Fructose high-salt (FHS) diets increase blood pressure (BP) in an angiotensin II (Ang II)-dependent manner. Ang II stimulates aldosterone release, which, by acting on the mineralocorticoid receptor (MR), regulates Na+ reabsorption by the aldosterone-sensitive distal nephron (ASDN). The MR can be transactivated by glucocorticoids, including those locally produced by 11{beta}-HSD1. The epithelial sodium channel (ENaC) is a key transporter regulated by MRs. We hypothesized that fructose-induced salt-sensitive hypertension depends in part on abnormal activation of MRs in the ASDN with consequent increases in ENaC expression.
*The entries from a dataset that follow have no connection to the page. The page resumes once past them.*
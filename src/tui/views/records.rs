//! Record table view
//!
//! Shows every record in the session ledger, in entry order.

use ratatui::{
    layout::{Constraint, Rect},
    style::{Color, Modifier, Style},
    widgets::{Block, Borders, Cell, Paragraph, Row, Table, TableState},
    Frame,
};

use crate::i18n::{category_label, currency_label, kind_label};
use crate::models::money::format_amount;
use crate::tui::app::App;

/// Render the record table
pub fn render(frame: &mut Frame, app: &mut App, area: Rect) {
    let t = app.session.language.strings();
    let lang = app.session.language;

    let block = Block::default()
        .title(format!(" {} ", t.records))
        .title_style(
            Style::default()
                .fg(Color::Cyan)
                .add_modifier(Modifier::BOLD),
        )
        .borders(Borders::ALL)
        .border_style(Style::default().fg(Color::DarkGray));

    let records = app.session.ledger().records();

    if records.is_empty() {
        let text = Paragraph::new(t.no_records)
            .block(block)
            .style(Style::default().fg(Color::DarkGray));
        frame.render_widget(text, area);
        return;
    }

    let widths = [
        Constraint::Length(12), // Date
        Constraint::Length(8),  // Kind
        Constraint::Length(12), // Amount
        Constraint::Length(12), // Currency
        Constraint::Length(16), // Converted
        Constraint::Length(14), // Category
        Constraint::Min(8),     // Note
    ];

    let header = Row::new(vec![
        Cell::from(t.date),
        Cell::from(t.kind),
        Cell::from(t.amount),
        Cell::from(t.currency),
        Cell::from(t.converted_amount),
        Cell::from(t.category),
        Cell::from(t.note),
    ])
    .style(
        Style::default()
            .fg(Color::Yellow)
            .add_modifier(Modifier::BOLD),
    )
    .height(1);

    let rows: Vec<Row> = records
        .iter()
        .map(|record| {
            let converted_style = if record.converted < 0.0 {
                Style::default().fg(Color::Red)
            } else {
                Style::default().fg(Color::Green)
            };

            Row::new(vec![
                Cell::from(record.date.format("%Y-%m-%d").to_string()),
                Cell::from(kind_label(record.kind, lang)),
                Cell::from(format_amount(record.amount)),
                Cell::from(currency_label(record.currency, lang)),
                Cell::from(format_amount(record.converted)).style(converted_style),
                Cell::from(category_label(record.category, lang)),
                Cell::from(record.note.clone()),
            ])
        })
        .collect();

    let table = Table::new(rows, widths)
        .header(header)
        .block(block)
        .highlight_style(
            Style::default()
                .bg(Color::DarkGray)
                .add_modifier(Modifier::BOLD),
        )
        .highlight_symbol("> ");

    let mut state = TableState::default();
    state.select(Some(app.selected_index.min(records.len() - 1)));

    frame.render_stateful_widget(table, area, &mut state);
}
We found that aldosterone-upregulated genes in mice ASDN, significantly overlapped with 74 genes upregulated by FHS in the rat kidney cortex (13/74; p[≤]1x10-8), and that these 74 genes are prominently expressed in rat ASDN cells. Additionally, the average z-score expression of mice-aldosterone-upregulated genes is highly correlated with FHS compared to glucose high-salt (GHS) in the rat kidney cortex (Pearson correlation; r=0.66; p[≤]0.005). There were no significant differences in plasma aldosterone concentrations between the FHS and GHS. However, 11{beta}-HSD1 transcripts were upregulated by FHS (log2FC=0.26, p[≤]0.02). FHS increased BP by 23{+/-}6 mmHg compared to GHS, and blocking MRs with eplerenone prevented this increase. Additionally, inhibiting ENaC with amiloride significantly reduced BP in FHS from 148{+/-}6 to 134{+/-}5 mmHg (p[≤]0.019). Compared to GHS, FHS increased total and cleaved ENaC protein by 89{+/-}14 % (p[≤]0.03) and 47{+/-}16 % (p[≤]0.01) respectively. FHS did not change {beta}- or {gamma}-subunit expression. These results suggest that fructose-induced salt-sensitive hypertension depends, in part, on abnormal Na+ retention by ENaC, resulting from the activation of MRs by glucocorticoids.